*** Opening of Data for analysis ***

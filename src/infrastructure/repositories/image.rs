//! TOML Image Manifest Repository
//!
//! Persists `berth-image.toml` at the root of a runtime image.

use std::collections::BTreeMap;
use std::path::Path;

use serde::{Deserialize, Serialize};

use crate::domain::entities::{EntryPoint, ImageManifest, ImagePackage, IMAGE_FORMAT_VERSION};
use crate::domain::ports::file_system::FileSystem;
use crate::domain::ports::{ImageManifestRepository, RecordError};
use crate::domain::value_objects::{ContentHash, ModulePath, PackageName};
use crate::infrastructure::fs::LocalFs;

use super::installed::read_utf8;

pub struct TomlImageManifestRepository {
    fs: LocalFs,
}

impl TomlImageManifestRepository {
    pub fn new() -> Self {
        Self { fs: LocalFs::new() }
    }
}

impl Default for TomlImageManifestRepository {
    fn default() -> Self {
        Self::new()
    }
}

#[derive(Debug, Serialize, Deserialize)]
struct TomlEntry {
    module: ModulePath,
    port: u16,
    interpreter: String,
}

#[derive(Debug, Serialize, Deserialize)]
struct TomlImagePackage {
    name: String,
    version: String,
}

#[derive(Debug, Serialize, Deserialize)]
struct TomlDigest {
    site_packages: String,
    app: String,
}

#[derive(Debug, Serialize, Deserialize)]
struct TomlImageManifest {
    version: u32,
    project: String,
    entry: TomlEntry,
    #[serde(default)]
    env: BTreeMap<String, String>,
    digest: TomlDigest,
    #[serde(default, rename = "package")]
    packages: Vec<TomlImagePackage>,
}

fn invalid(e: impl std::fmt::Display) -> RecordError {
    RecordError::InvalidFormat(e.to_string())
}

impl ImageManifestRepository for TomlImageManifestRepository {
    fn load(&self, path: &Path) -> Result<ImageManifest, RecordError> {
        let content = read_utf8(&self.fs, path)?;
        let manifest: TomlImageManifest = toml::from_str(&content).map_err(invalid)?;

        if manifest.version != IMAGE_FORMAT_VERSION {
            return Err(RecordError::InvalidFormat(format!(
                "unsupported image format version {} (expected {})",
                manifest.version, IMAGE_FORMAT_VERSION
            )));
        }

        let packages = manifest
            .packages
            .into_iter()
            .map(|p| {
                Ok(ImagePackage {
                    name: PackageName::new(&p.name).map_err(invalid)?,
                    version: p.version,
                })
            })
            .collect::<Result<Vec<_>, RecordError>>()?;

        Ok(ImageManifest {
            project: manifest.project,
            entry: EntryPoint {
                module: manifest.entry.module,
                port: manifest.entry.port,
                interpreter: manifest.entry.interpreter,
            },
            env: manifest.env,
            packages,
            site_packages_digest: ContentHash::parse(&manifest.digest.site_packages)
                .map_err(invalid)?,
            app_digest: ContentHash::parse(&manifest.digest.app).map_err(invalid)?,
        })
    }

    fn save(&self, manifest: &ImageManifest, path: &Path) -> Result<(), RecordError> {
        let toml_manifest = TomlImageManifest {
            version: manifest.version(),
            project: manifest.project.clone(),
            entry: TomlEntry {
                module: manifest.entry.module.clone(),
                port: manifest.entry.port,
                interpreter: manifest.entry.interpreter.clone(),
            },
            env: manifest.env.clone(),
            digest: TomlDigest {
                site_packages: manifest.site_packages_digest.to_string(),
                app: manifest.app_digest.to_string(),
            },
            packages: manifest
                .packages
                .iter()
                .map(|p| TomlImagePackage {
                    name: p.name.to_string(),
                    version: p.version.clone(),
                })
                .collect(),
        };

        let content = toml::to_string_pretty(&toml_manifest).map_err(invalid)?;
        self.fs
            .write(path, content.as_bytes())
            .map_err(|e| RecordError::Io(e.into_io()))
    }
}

*** Close of Data for analysis ***

→ Assigned task
Extract the complete listing above, reproducing each line exactly.

→ Task solution
filename src/infrastructure/repositories/image.rs
//! TOML Image Manifest Repository
//!
//! Persists `berth-image.toml` at the root of a runtime image.

use std::collections::BTreeMap;
use std::path::Path;

use serde::{Deserialize, Serialize};

use crate::domain::entities::{EntryPoint, ImageManifest, ImagePackage, IMAGE_FORMAT_VERSION};
use crate::domain::ports::file_system::FileSystem;
use crate::domain::ports::{ImageManifestRepository, RecordError};
use crate::domain::value_objects::{ContentHash, ModulePath, PackageName};
use crate::infrastructure::fs::LocalFs;

use super::installed::read_utf8;

pub struct TomlImageManifestRepository {
    fs: LocalFs,
}

impl TomlImageManifestRepository {
    pub fn new() -> Self {
        Self { fs: LocalFs::new() }
    }
}

impl Default for TomlImageManifestRepository {
    fn default() -> Self {
        Self::new()
    }
}

#[derive(Debug, Serialize, Deserialize)]
struct TomlEntry {
    module: ModulePath,
    port: u16,
    interpreter: String,
}

#[derive(Debug, Serialize, Deserialize)]
struct TomlImagePackage {
    name: String,
    version: String,
}

#[derive(Debug, Serialize, Deserialize)]
struct TomlDigest {
    site_packages: String,
    app: String,
}

#[derive(Debug, Serialize, Deserialize)]
struct TomlImageManifest {
    version: u32,
    project: String,
    entry: TomlEntry,
    #[serde(default)]
    env: BTreeMap<String, String>,
    digest: TomlDigest,
    #[serde(default, rename = "package")]
    packages: Vec<TomlImagePackage>,
}

fn invalid(e: impl std::fmt::Display) -> RecordError {
    RecordError::InvalidFormat(e.to_string())
}

impl ImageManifestRepository for TomlImageManifestRepository {
    fn load(&self, path: &Path) -> Result<ImageManifest, RecordError> {
        let content = read_utf8(&self.fs, path)?;
        let manifest: TomlImageManifest = toml::from_str(&content).map_err(invalid)?;

        if manifest.version != IMAGE_FORMAT_VERSION {
            return Err(RecordError::InvalidFormat(format!(
                "unsupported image format version {} (expected {})",
                manifest.version, IMAGE_FORMAT_VERSION
            )));
        }

        let packages = manifest
            .packages
            .into_iter()
            .map(|p| {
                Ok(ImagePackage {
                    name: PackageName::new(&p.name).map_err(invalid)?,
                    version: p.version,
                })
            })
            .collect::<Result<Vec<_>, RecordError>>()?;

        Ok(ImageManifest {
            project: manifest.project,
            entry: EntryPoint {
                module: manifest.entry.module,
                port: manifest.entry.port,
                interpreter: manifest.entry.interpreter,
            },
            env: manifest.env,
            packages,
            site_packages_digest: ContentHash::parse(&manifest.digest.site_packages)
                .map_err(invalid)?,
            app_digest: ContentHash::parse(&manifest.digest.app).map_err(invalid)?,
        })
    }

    fn save(&self, manifest: &ImageManifest, path: &Path) -> Result<(), RecordError> {
        let toml_manifest = TomlImageManifest {
            version: manifest.version(),
            project: manifest.project.clone(),
            entry: TomlEntry {
                module: manifest.entry.module.clone(),
                port: manifest.entry.port,
                interpreter: manifest.entry.interpreter.clone(),
            },
            env: manifest.env.clone(),
            digest: TomlDigest {
                site_packages: manifest.site_packages_digest.to_string(),
                app: manifest.app_digest.to_string(),
            },
            packages: manifest
                .packages
                .iter()
                .map(|p| TomlImagePackage {
                    name: p.name.to_string(),
                    version: p.version.clone(),
                })
                .collect(),
        };

        let content = toml::to_string_pretty(&toml_manifest).map_err(invalid)?;
        self.fs
            .write(path, content.as_bytes())
            .map_err(|e| RecordError::Io(e.into_io()))
    }
}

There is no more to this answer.